SUPPLIED RECORDS >>
"""

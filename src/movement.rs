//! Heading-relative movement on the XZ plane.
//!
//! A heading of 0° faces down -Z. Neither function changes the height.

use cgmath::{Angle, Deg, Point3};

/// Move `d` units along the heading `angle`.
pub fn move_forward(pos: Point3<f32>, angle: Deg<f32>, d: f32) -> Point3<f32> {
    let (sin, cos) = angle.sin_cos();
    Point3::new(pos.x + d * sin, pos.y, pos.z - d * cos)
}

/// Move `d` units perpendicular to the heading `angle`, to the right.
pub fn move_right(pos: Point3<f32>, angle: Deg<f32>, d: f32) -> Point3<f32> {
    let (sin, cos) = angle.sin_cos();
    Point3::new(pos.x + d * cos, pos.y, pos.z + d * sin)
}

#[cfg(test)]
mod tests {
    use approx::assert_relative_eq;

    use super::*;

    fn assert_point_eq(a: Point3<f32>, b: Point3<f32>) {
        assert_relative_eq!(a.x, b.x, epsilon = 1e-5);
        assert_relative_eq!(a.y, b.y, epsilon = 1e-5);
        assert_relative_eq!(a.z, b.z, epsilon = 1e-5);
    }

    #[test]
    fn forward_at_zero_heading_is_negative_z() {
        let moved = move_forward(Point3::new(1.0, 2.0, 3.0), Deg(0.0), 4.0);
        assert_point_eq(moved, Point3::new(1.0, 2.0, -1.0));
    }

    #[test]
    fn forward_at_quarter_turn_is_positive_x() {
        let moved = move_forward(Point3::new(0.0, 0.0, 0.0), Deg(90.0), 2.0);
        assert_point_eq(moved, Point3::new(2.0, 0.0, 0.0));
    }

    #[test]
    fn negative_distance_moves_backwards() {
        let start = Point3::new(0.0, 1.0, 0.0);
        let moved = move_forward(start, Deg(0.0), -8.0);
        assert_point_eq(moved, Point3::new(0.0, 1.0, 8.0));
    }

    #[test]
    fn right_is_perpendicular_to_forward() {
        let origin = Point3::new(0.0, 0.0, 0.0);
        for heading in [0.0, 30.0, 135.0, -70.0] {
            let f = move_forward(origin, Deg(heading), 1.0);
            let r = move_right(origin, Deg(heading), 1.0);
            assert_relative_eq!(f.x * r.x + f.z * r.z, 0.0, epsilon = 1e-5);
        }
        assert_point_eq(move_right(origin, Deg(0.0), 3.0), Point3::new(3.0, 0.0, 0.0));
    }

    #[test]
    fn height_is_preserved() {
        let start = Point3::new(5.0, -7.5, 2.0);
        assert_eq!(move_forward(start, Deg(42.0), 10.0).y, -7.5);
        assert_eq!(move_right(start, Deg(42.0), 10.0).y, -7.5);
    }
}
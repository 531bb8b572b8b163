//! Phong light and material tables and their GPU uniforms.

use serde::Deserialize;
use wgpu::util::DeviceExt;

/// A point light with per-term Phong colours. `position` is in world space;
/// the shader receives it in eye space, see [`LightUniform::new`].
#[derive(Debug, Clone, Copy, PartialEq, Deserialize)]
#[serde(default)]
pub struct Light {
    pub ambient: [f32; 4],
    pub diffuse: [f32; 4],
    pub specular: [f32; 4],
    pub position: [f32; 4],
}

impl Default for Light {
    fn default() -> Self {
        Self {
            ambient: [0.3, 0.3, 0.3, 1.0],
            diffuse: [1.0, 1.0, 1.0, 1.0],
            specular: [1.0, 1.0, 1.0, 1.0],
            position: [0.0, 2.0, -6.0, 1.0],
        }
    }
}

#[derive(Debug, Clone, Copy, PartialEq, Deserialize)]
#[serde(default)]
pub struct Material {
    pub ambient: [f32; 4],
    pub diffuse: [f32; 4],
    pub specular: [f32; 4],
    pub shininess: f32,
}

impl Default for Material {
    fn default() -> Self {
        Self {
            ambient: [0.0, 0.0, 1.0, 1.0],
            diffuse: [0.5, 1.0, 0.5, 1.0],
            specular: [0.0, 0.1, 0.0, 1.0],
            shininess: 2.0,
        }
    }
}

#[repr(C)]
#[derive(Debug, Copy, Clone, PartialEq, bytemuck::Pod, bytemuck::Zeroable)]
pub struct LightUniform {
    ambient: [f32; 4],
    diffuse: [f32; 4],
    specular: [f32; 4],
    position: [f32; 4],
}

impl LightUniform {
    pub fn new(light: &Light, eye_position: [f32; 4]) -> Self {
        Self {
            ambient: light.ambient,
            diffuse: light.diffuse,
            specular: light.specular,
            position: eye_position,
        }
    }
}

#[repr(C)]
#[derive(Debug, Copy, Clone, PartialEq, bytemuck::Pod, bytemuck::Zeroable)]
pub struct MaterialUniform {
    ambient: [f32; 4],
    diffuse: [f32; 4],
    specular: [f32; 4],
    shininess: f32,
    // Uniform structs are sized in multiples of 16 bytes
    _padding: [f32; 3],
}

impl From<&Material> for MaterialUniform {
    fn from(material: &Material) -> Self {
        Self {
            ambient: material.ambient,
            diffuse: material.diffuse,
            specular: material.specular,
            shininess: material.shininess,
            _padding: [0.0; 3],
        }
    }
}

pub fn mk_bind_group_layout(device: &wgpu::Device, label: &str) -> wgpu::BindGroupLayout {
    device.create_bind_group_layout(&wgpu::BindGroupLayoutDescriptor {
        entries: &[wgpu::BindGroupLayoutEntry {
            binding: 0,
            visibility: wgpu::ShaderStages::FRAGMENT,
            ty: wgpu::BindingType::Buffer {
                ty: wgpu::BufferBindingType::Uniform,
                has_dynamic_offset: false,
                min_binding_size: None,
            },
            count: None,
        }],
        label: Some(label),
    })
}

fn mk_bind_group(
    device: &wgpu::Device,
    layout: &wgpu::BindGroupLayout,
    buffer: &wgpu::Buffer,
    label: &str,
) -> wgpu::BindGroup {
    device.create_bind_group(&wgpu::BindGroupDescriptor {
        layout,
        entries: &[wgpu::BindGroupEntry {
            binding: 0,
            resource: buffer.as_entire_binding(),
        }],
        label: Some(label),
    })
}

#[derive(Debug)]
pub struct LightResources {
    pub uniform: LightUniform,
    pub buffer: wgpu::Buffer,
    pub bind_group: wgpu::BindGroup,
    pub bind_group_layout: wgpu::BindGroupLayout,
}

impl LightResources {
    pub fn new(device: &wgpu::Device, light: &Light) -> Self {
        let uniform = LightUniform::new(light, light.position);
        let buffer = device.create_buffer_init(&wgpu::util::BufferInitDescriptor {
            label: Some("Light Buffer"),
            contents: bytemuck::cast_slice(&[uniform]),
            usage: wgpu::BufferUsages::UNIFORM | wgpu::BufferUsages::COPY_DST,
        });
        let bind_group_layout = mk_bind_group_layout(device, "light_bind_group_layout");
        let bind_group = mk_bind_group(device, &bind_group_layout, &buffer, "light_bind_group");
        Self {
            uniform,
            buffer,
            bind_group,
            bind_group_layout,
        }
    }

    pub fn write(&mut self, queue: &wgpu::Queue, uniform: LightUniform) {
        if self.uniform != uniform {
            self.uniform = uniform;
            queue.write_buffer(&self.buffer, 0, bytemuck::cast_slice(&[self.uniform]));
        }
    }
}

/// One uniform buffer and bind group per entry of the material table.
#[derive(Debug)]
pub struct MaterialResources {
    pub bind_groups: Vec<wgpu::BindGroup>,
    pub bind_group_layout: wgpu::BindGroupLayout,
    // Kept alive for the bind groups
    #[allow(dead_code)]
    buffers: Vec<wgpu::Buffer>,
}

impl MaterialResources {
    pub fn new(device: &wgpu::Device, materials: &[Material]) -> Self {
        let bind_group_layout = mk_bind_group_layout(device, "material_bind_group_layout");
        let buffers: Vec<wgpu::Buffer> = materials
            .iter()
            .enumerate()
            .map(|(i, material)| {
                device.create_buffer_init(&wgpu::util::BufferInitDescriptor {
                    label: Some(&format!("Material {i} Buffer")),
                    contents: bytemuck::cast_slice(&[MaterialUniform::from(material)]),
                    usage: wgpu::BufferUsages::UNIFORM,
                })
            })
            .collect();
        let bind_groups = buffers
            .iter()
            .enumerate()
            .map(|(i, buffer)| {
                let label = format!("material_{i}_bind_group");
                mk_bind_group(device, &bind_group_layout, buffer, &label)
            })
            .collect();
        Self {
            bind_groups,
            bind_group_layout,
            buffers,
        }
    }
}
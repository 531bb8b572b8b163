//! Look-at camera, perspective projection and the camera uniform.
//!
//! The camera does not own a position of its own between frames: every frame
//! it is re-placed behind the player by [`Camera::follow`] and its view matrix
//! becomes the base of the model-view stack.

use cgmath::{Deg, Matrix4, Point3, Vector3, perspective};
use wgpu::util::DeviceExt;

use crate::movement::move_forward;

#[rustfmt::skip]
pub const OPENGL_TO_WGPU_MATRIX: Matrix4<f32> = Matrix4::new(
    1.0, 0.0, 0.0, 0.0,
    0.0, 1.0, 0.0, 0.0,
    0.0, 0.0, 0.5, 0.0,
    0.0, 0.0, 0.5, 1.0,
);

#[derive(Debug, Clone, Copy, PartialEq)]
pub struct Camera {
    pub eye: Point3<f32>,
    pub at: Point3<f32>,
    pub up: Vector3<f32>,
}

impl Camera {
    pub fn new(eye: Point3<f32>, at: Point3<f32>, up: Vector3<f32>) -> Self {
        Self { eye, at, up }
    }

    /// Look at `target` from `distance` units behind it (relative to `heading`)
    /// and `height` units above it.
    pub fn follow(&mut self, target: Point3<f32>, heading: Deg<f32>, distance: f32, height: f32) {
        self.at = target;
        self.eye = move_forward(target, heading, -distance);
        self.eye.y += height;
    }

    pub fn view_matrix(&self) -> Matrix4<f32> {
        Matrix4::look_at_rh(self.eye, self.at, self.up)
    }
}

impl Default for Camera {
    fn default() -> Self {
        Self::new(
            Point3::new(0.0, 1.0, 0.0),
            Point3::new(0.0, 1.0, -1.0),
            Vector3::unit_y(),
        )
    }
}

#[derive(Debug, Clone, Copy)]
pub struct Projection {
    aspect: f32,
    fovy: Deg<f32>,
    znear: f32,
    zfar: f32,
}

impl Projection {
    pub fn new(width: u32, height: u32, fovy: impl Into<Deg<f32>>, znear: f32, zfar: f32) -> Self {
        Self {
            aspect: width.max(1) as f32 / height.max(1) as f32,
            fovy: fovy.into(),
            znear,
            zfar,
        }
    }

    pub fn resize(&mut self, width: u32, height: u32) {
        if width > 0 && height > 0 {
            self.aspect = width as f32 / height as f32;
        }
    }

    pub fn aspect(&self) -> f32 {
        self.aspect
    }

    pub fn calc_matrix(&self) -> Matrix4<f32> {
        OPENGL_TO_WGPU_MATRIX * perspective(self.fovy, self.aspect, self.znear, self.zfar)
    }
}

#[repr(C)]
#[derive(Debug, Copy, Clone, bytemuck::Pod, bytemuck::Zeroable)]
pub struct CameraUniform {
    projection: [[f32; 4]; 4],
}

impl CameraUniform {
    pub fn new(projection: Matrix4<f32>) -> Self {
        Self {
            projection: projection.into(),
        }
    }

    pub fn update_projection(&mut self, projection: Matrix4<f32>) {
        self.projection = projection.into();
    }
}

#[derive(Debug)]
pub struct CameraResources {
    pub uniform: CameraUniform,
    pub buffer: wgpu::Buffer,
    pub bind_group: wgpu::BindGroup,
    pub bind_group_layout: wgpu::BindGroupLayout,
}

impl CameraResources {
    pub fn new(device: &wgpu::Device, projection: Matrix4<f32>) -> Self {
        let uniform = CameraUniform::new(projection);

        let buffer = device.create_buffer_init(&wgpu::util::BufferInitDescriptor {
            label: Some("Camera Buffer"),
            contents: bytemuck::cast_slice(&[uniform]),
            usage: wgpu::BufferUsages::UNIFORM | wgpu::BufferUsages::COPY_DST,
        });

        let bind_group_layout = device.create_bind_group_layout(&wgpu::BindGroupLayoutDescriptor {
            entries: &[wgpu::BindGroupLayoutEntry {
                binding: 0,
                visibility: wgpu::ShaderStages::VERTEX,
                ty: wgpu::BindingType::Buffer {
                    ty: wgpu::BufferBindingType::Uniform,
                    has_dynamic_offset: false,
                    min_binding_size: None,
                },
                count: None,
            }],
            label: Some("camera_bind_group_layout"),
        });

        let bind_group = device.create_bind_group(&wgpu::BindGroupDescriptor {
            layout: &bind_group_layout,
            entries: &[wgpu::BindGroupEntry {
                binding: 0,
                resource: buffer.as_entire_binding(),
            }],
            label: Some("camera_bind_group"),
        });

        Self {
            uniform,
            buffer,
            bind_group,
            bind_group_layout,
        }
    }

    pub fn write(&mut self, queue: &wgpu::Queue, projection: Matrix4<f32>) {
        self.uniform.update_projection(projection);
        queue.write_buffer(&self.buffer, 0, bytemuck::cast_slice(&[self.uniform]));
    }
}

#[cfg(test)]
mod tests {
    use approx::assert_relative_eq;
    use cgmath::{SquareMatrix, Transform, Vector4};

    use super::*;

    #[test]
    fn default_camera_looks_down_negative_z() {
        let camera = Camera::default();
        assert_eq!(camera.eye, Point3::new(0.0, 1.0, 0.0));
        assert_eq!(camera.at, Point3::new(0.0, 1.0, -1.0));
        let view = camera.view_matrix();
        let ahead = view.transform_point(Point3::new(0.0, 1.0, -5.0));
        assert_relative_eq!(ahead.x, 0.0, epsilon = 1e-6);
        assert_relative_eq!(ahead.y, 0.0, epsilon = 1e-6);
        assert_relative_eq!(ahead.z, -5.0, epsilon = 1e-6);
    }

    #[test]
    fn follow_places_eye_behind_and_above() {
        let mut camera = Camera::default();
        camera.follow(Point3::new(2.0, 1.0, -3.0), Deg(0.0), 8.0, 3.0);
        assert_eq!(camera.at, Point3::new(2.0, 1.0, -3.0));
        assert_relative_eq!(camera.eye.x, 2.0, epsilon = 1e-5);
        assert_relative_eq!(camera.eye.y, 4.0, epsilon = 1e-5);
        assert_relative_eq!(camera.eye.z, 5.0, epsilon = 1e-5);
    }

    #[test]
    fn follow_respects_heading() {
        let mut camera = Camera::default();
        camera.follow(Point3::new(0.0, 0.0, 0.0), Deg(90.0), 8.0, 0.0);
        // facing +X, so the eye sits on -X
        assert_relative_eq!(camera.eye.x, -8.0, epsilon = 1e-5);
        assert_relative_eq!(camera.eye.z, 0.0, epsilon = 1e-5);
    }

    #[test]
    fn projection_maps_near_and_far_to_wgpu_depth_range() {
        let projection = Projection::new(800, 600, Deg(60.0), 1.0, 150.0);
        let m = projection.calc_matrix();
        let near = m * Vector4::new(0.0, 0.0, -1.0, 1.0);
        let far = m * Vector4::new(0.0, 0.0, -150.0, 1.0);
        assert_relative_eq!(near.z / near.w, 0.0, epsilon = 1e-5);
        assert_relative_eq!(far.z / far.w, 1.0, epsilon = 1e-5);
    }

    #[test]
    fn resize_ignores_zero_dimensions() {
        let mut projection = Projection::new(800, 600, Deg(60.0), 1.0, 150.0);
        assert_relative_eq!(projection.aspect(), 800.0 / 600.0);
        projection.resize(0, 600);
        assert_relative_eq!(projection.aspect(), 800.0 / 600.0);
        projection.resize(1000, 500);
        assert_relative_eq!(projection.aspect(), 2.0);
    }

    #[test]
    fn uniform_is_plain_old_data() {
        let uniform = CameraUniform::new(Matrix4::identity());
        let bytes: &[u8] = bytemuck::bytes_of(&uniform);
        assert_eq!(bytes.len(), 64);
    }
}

"""

PROBLEM TO SOLVE >>
Find every line above where the word "moved" occurs, and copy that line.

COMPLETED EXERCISE >>
        let moved = move_forward(Point3::new(1.0, 2.0, 3.0), Deg(0.0), 4.0);
        assert_point_eq(moved, Point3::new(1.0, 2.0, -1.0));
        let moved = move_forward(Point3::new(0.0, 0.0, 0.0), Deg(90.0), 2.0);
        assert_point_eq(moved, Point3::new(2.0, 0.0, 0.0));
        let moved = move_forward(start, Deg(0.0), -8.0);
        assert_point_eq(moved, Point3::new(0.0, 1.0, 8.0));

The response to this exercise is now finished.